Mechanizmy wydzielania sCD40L oparte są głównie na funkcjonowaniu podstawowego receptora integrynowego płytek krwi GPIIb/IIIa oraz zachodzą z udziałem licznych metaloproteaz macierzy (matrix degrading metaloproteinases – MMPs) [6]. Wykazano, że substancje działające antagonistyczne w stosunku do GPIIb/IIIa w znacznym stopniu (nawet do 85%) hamują wydzielanie sCD40L podczas aktywacji płytek [8]. Uwalnianie rozpuszczalnego sCD40L za pośrednictwem metaloproteaz macierzy MMP-3 i MMP-9 potwierdza natomiast ich zwiększone stężenie w osoczu skorelowane ze wzmożoną ekspresją powierzchniową cząsteczki CD40L oraz zwiększeniem pozakomórkowego stężenia sCD40L [9]. Zastosowanie inhibitora dla MMP, jakim jest GM6001, hamuje odszczepianie i uwalnianie formy sCD40L [6].
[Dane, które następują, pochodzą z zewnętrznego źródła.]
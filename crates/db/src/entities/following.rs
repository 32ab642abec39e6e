//! Following entity (directed follow edges between profiles).
//!
//! Only the forward edge is stored. "Followed by" is always answered by
//! querying on `followee_id`.

use sea_orm::entity::prelude::*;
use serde::{Deserialize, Serialize};

#[derive(Clone, Debug, PartialEq, Eq, DeriveEntityModel, Serialize, Deserialize)]
#[sea_orm(table_name = "following")]
pub struct Model {
    #[sea_orm(primary_key, auto_increment = false)]
    pub id: String,

    /// The profile who is following
    pub follower_id: String,

    /// The profile being followed
    pub followee_id: String,

    pub created_at: DateTimeWithTimeZone,
}

#[derive(Copy, Clone, Debug, EnumIter, DeriveRelation)]
pub enum Relation {
    #[sea_orm(
        belongs_to = "super::profile::Entity",
        from = "Column::FollowerId",
        to = "super::profile::Column::Id",
        on_delete = "Cascade"
    )]
    Follower,

    #[sea_orm(
        belongs_to = "super::profile::Entity",
        from = "Column::FolloweeId",
        to = "super::profile::Column::Id",
        on_delete = "Cascade"
    )]
    Followee,
}

impl ActiveModelBehavior for ActiveModel {}
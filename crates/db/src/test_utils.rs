//! Test utilities for database operations.
//!
//! Provides an in-memory SQLite database with all migrations applied, so
//! integration tests exercise real constraints without an external server.

use std::sync::Arc;

use sea_orm::{ConnectOptions, Database, DatabaseConnection, DbErr};
use sea_orm_migration::MigratorTrait;
use tracing::info;

use crate::migrations::Migrator;

/// A test database context owning one migrated in-memory database.
pub struct TestDatabase {
    /// Database connection.
    pub conn: Arc<DatabaseConnection>,
}

impl TestDatabase {
    /// Create a fresh in-memory database and run all migrations.
    ///
    /// The pool holds a single connection that never idles out, since an
    /// in-memory SQLite database lives exactly as long as its connection.
    pub async fn new() -> Result<Self, DbErr> {
        let mut opt = ConnectOptions::new("sqlite::memory:");
        opt.max_connections(1)
            .min_connections(1)
            .sqlx_logging(false);

        let conn = Database::connect(opt).await?;
        Migrator::up(&conn, None).await?;

        info!("Created in-memory test database");

        Ok(Self {
            conn: Arc::new(conn),
        })
    }

    /// Get a shared handle to the database connection.
    #[must_use]
    pub fn connection(&self) -> Arc<DatabaseConnection> {
        Arc::clone(&self.conn)
    }
}
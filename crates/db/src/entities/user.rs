//! User entity.
//!
//! Accounts owned by the identity boundary. The social graph only refers to
//! them through [`super::profile`].

use sea_orm::entity::prelude::*;
use serde::{Deserialize, Serialize};

#[derive(Clone, Debug, PartialEq, Eq, DeriveEntityModel, Serialize, Deserialize)]
#[sea_orm(table_name = "user")]
pub struct Model {
    #[sea_orm(primary_key, auto_increment = false)]
    pub id: String,

    /// Display name
    #[sea_orm(unique)]
    pub username: String,

    /// Access token
    #[sea_orm(unique)]
    #[serde(skip_serializing)]
    pub token: String,

    pub created_at: DateTimeWithTimeZone,
}

#[derive(Copy, Clone, Debug, EnumIter, DeriveRelation)]
pub enum Relation {
    #[sea_orm(has_one = "super::profile::Entity")]
    Profile,
}

impl Related<super::profile::Entity> for Entity {
    fn to() -> RelationDef {
        Relation::Profile.def()
    }
}

impl ActiveModelBehavior for ActiveModel {}
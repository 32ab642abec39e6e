//! ID generation utilities.

use std::sync::{LazyLock, Mutex, PoisonError};

use ulid::{Generator, Ulid};
use uuid::Uuid;

/// Process-wide generator so every service shares one monotonic sequence.
static GENERATOR: LazyLock<Mutex<Generator>> = LazyLock::new(|| Mutex::new(Generator::new()));

/// ID generator for entities.
#[derive(Debug, Clone, Default)]
pub struct IdGenerator {
    _private: (),
}

impl IdGenerator {
    /// Create a new ID generator.
    #[must_use]
    pub const fn new() -> Self {
        Self { _private: () }
    }

    /// Generate a new ULID-based ID.
    ///
    /// IDs issued by one process are strictly increasing, including within the
    /// same millisecond, so they double as an insertion-order key.
    #[must_use]
    pub fn generate(&self) -> String {
        let ulid = GENERATOR
            .lock()
            .unwrap_or_else(PoisonError::into_inner)
            .generate()
            // Overflow of the random part within one millisecond.
            .unwrap_or_else(|_| Ulid::new());
        ulid.to_string().to_lowercase()
    }

    /// Generate a cryptographically secure random token.
    #[must_use]
    pub fn generate_token(&self) -> String {
        // Use UUID v4 for tokens (no time component)
        Uuid::new_v4().simple().to_string()
    }
}
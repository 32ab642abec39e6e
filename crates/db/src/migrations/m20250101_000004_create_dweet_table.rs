//! Create dweet table migration.

use sea_orm_migration::prelude::*;

#[derive(DeriveMigrationName)]
pub struct Migration;

#[async_trait::async_trait]
impl MigrationTrait for Migration {
    async fn up(&self, manager: &SchemaManager) -> Result<(), DbErr> {
        manager
            .create_table(
                Table::create()
                    .table(Dweet::Table)
                    .if_not_exists()
                    .col(ColumnDef::new(Dweet::Id).string_len(32).not_null().primary_key())
                    .col(ColumnDef::new(Dweet::AuthorId).string_len(32).not_null())
                    .col(ColumnDef::new(Dweet::Body).text().not_null())
                    .col(
                        ColumnDef::new(Dweet::CreatedAt)
                            .timestamp_with_time_zone()
                            .not_null()
                            .default(Expr::current_timestamp()),
                    )
                    .foreign_key(
                        ForeignKey::create()
                            .name("fk_dweet_author")
                            .from(Dweet::Table, Dweet::AuthorId)
                            .to(Profile::Table, Profile::Id)
                            .on_delete(ForeignKeyAction::Cascade),
                    )
                    .to_owned(),
            )
            .await?;

        // Index: (author_id, created_at) - per-author listing and feed reads
        manager
            .create_index(
                Index::create()
                    .name("idx_dweet_author_id_created_at")
                    .table(Dweet::Table)
                    .col(Dweet::AuthorId)
                    .col(Dweet::CreatedAt)
                    .to_owned(),
            )
            .await?;

        Ok(())
    }

    async fn down(&self, manager: &SchemaManager) -> Result<(), DbErr> {
        manager
            .drop_table(Table::drop().table(Dweet::Table).to_owned())
            .await
    }
}

#[derive(Iden)]
enum Dweet {
    Table,
    Id,
    AuthorId,
    Body,
    CreatedAt,
}

#[derive(Iden)]
enum Profile {
    Table,
    Id,
}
Pobudzenie płytek krwi może być inicjowane na drodze zależnej od aktywacji kinaz p38 i p42, w wyniku której dochodzi do reorganizacji cytoszkieletu płytek, co prowadzi do ekspresji receptorów powierzchniowych, w tym także do translokacji i ekspozycji cząsteczek CD40L i selektyny P. Jeśli płytki krwi poddane działaniu trombiny, tromboksanu A2 czy ADP są eksponowane na działanie inhibitorów: PEG1 – zwiększającego stężenie cAMP lub nitroprusydku sodu – zwiększającego stężenie cGMP, hamowana jest fosforylacja kinaz białkowych (p38 – zależnej od cAMP i p48 – zależnej od cGMP), co prowadzi do zahamowania aktywacji płytek i blokowania ekspresji CD40L. Stąd wniosek, że kinazy białkowe zależne od cAMP i cGMP mają zdolność regulowania ekspresji cząsteczki CD40L na powierzchni aktywowanych płytek krwi i zapobiegają zarówno inicjacji, jak i rozwojowi procesów zapalnych związanych z interakcją płytkowego liganda CD40L z leukocytami i komórkami śródbłonka [6, 10].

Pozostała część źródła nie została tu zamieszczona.